In order to support the transmission needs of applications, 5G uses millimeter wave technology to provide greater channel capacity and lower latency. However, due to the use of higher frequencies, while achieving faster transmission rates and greater system capacity, millimeter wave technology also introduces serious propagation attenuation problems, causing the transmission quality to be easily affected by device movement and obstacles, that is, frequent switching between line-of-sight transmission and non-line-of-sight transmission (non-line-of-sight refers to the propagation path of the radio frequency that is partially blocked by obstacles, making it difficult for the wireless signal to pass). When switching between line-of-sight transmission and non-line-of-sight transmission, the channel capacity will change significantly, causing serious damage to the performance of the transmission protocol.

In order to give full play to the capabilities of 5G networks and provide high-quality transmission services for applications, the congestion control algorithm of the transport layer needs to consider both the clear transmission requirements of diversified applications and the highly dynamic underlying network environment. Since the sender cannot accurately perceive the channel capacity and its changes, the congestion control algorithm usually coordinates the amount of data injected into the network by adjusting the sending rate or congestion window. When the sending rate is too high or the congestion window is too large, the amount of data injected into the network will exceed the channel capacity, causing data packets to pile up in the intermediate forwarding devices, resulting in a large number of data packets queuing, and increasing end-to-end delay. When the sending rate is too low or the congestion window is too small, the throughput requirements of the application may not be met and the channel bandwidth capacity is not fully occupied. A good congestion control algorithm should achieve a good compromise between throughput and latency, making full use of the channel bandwidth while avoiding the latency caused by long queues.

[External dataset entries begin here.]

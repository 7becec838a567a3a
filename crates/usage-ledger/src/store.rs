//! Usage Store
//!
//! Per-user usage counters and the history of submitted portfolios.

use chrono::{DateTime, Utc};
use rust_decimal::Decimal;
use serde::{Deserialize, Serialize};
use std::collections::HashMap;
use std::sync::{PoisonError, RwLock};
use uuid::Uuid;

use crate::error::{LedgerError, Result};

const MAX_USER_ID_LEN: usize = 128;

/// Opaque client-chosen user id (e.g. `user_k3j9x0a1b_1718000000000`)
#[derive(Clone, Debug, PartialEq, Eq, Hash, Serialize, Deserialize)]
#[serde(transparent)]
pub struct UserId(String);

impl UserId {
    /// Parse and check a user id: 1-128 chars of `[A-Za-z0-9_-.]`
    pub fn parse(raw: &str) -> Result<Self> {
        let id = raw.trim();
        if id.is_empty() {
            return Err(LedgerError::InvalidUserId("user id is empty".into()));
        }
        if id.len() > MAX_USER_ID_LEN {
            return Err(LedgerError::InvalidUserId(format!(
                "user id longer than {MAX_USER_ID_LEN} characters"
            )));
        }
        if !id.chars().all(|c| c.is_ascii_alphanumeric() || matches!(c, '_' | '-' | '.')) {
            return Err(LedgerError::InvalidUserId(format!("unexpected characters in '{id}'")));
        }
        Ok(Self(id.to_string()))
    }

    /// Generate a fresh id of the form `user_<9 hex>_<unix millis>`
    pub fn generate() -> Self {
        let hex = Uuid::new_v4().simple().to_string();
        Self(format!("user_{}_{}", &hex[..9], Utc::now().timestamp_millis()))
    }

    pub fn as_str(&self) -> &str {
        &self.0
    }
}

impl std::fmt::Display for UserId {
    fn fmt(&self, f: &mut std::fmt::Formatter<'_>) -> std::fmt::Result {
        f.write_str(&self.0)
    }
}

/// Usage counter for one user
#[derive(Clone, Debug, Serialize, Deserialize)]
#[serde(rename_all = "camelCase")]
pub struct UserUsage {
    pub user_id: UserId,
    pub usage_count: u64,
    pub created_at: DateTime<Utc>,
    pub last_updated: DateTime<Utc>,
}

impl UserUsage {
    fn new(user_id: UserId) -> Self {
        let now = Utc::now();
        Self {
            user_id,
            usage_count: 0,
            created_at: now,
            last_updated: now,
        }
    }
}

/// One saved (ticker, percentage) row
#[derive(Clone, Debug, PartialEq, Eq, Serialize, Deserialize)]
pub struct StockEntry {
    pub ticker: String,
    pub percentage: Decimal,
}

/// A portfolio as submitted at some point in time
#[derive(Clone, Debug, Serialize, Deserialize)]
#[serde(rename_all = "camelCase")]
pub struct PortfolioRecord {
    pub id: Uuid,
    pub user_id: UserId,
    pub portfolio: Vec<StockEntry>,
    pub timestamp: DateTime<Utc>,
    #[serde(skip_serializing_if = "Option::is_none")]
    pub user_agent: Option<String>,
}

/// Usage storage trait
pub trait UsageStore: Send + Sync {
    /// Count one use; returns the new total
    fn increment_usage(&self, user_id: &UserId) -> Result<u64>;

    /// Current usage, `None` for a user never seen
    fn usage(&self, user_id: &UserId) -> Result<Option<UserUsage>>;

    /// Append a portfolio to the user's history
    fn save_portfolio(
        &self,
        user_id: &UserId,
        portfolio: Vec<StockEntry>,
        user_agent: Option<String>,
    ) -> Result<PortfolioRecord>;

    /// Saved portfolios, oldest first
    fn history(&self, user_id: &UserId) -> Result<Vec<PortfolioRecord>>;

    /// Usage count, 0 for a user never seen
    fn usage_count(&self, user_id: &UserId) -> Result<u64> {
        Ok(self.usage(user_id)?.map_or(0, |u| u.usage_count))
    }
}

fn poisoned<T>(_: PoisonError<T>) -> LedgerError {
    LedgerError::Storage("lock poisoned".into())
}

/// In-memory usage store; contents live as long as the process
#[derive(Default)]
pub struct MemoryUsageStore {
    users: RwLock<HashMap<UserId, UserUsage>>,
    portfolios: RwLock<HashMap<UserId, Vec<PortfolioRecord>>>,
}

impl MemoryUsageStore {
    pub fn new() -> Self {
        Self::default()
    }
}

impl UsageStore for MemoryUsageStore {
    fn increment_usage(&self, user_id: &UserId) -> Result<u64> {
        let mut users = self.users.write().map_err(poisoned)?;

        let usage = users
            .entry(user_id.clone())
            .or_insert_with(|| UserUsage::new(user_id.clone()));
        usage.usage_count += 1;
        usage.last_updated = Utc::now();

        tracing::debug!(user_id = %user_id, count = usage.usage_count, "usage incremented");
        Ok(usage.usage_count)
    }

    fn usage(&self, user_id: &UserId) -> Result<Option<UserUsage>> {
        let users = self.users.read().map_err(poisoned)?;
        Ok(users.get(user_id).cloned())
    }

    fn save_portfolio(
        &self,
        user_id: &UserId,
        portfolio: Vec<StockEntry>,
        user_agent: Option<String>,
    ) -> Result<PortfolioRecord> {
        let record = PortfolioRecord {
            id: Uuid::new_v4(),
            user_id: user_id.clone(),
            portfolio,
            timestamp: Utc::now(),
            user_agent,
        };

        let mut portfolios = self.portfolios.write().map_err(poisoned)?;
        portfolios.entry(user_id.clone()).or_default().push(record.clone());
        Ok(record)
    }

    fn history(&self, user_id: &UserId) -> Result<Vec<PortfolioRecord>> {
        let portfolios = self.portfolios.read().map_err(poisoned)?;
        Ok(portfolios.get(user_id).cloned().unwrap_or_default())
    }
}

#[cfg(test)]
mod tests {
    use super::*;
    use rust_decimal_macros::dec;

    fn user(id: &str) -> UserId {
        UserId::parse(id).unwrap()
    }

    #[test]
    fn test_user_id_parsing() {
        assert_eq!(user("  user_abc_123 ").as_str(), "user_abc_123");
        assert!(UserId::parse("").is_err());
        assert!(UserId::parse("   ").is_err());
        assert!(UserId::parse("has space").is_err());
        assert!(UserId::parse(&"x".repeat(129)).is_err());
    }

    #[test]
    fn test_user_id_generation() {
        let id = UserId::generate();
        assert!(id.as_str().starts_with("user_"));
        assert_eq!(id.as_str().matches('_').count(), 2);
        assert!(UserId::parse(id.as_str()).is_ok());
        assert_ne!(id, UserId::generate());
    }

    #[test]
    fn test_usage_counting() {
        let store = MemoryUsageStore::new();
        let alice = user("alice");

        assert_eq!(store.usage_count(&alice).unwrap(), 0);
        assert!(store.usage(&alice).unwrap().is_none());

        assert_eq!(store.increment_usage(&alice).unwrap(), 1);
        assert_eq!(store.increment_usage(&alice).unwrap(), 2);
        assert_eq!(store.usage_count(&alice).unwrap(), 2);

        // other users are unaffected
        assert_eq!(store.usage_count(&user("bob")).unwrap(), 0);
    }

    #[test]
    fn test_history_is_append_only_and_ordered() {
        let store = MemoryUsageStore::new();
        let alice = user("alice");

        let first = vec![StockEntry { ticker: "TCS".into(), percentage: dec!(60) }];
        let second = vec![StockEntry { ticker: "INFY".into(), percentage: dec!(40) }];

        store.save_portfolio(&alice, first.clone(), Some("curl/8.0".into())).unwrap();
        store.save_portfolio(&alice, second.clone(), None).unwrap();

        let history = store.history(&alice).unwrap();
        assert_eq!(history.len(), 2);
        assert_eq!(history[0].portfolio, first);
        assert_eq!(history[1].portfolio, second);
        assert_eq!(history[0].user_agent.as_deref(), Some("curl/8.0"));
        assert!(history[0].timestamp <= history[1].timestamp);
        assert_ne!(history[0].id, history[1].id);

        assert!(store.history(&user("bob")).unwrap().is_empty());
    }
}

Existing congestion control algorithms are mainly divided into traditional algorithms based on heuristics and intelligent algorithms based on machine learning. These algorithms are difficult to meet the clear transmission requirements of diversified applications in millimeter wave networks with highly dynamic capacity changes. Traditional congestion control algorithms usually simplify the network modeling based on the designer's experience, which cannot well reflect the actual situation of the network. Machine learning-based congestion control algorithms use more dimensional network status information to make congestion control decisions. Compared with traditional congestion control algorithms, they are more adaptable to dynamic network environments. By setting the objective function, a compromise effect of different weight preferences between throughput and delay can be obtained, providing differentiated transmission services for different applications to a certain extent. However, these two types of algorithms cannot perceive the clear multi-dimensional transmission demand values of applications during the design process, nor can they measure the completion of each demand indicator. In addition, the highly dynamic changes in the channel capacity of 5G networks will affect the convergence of existing learning-based machine learning congestion control algorithms.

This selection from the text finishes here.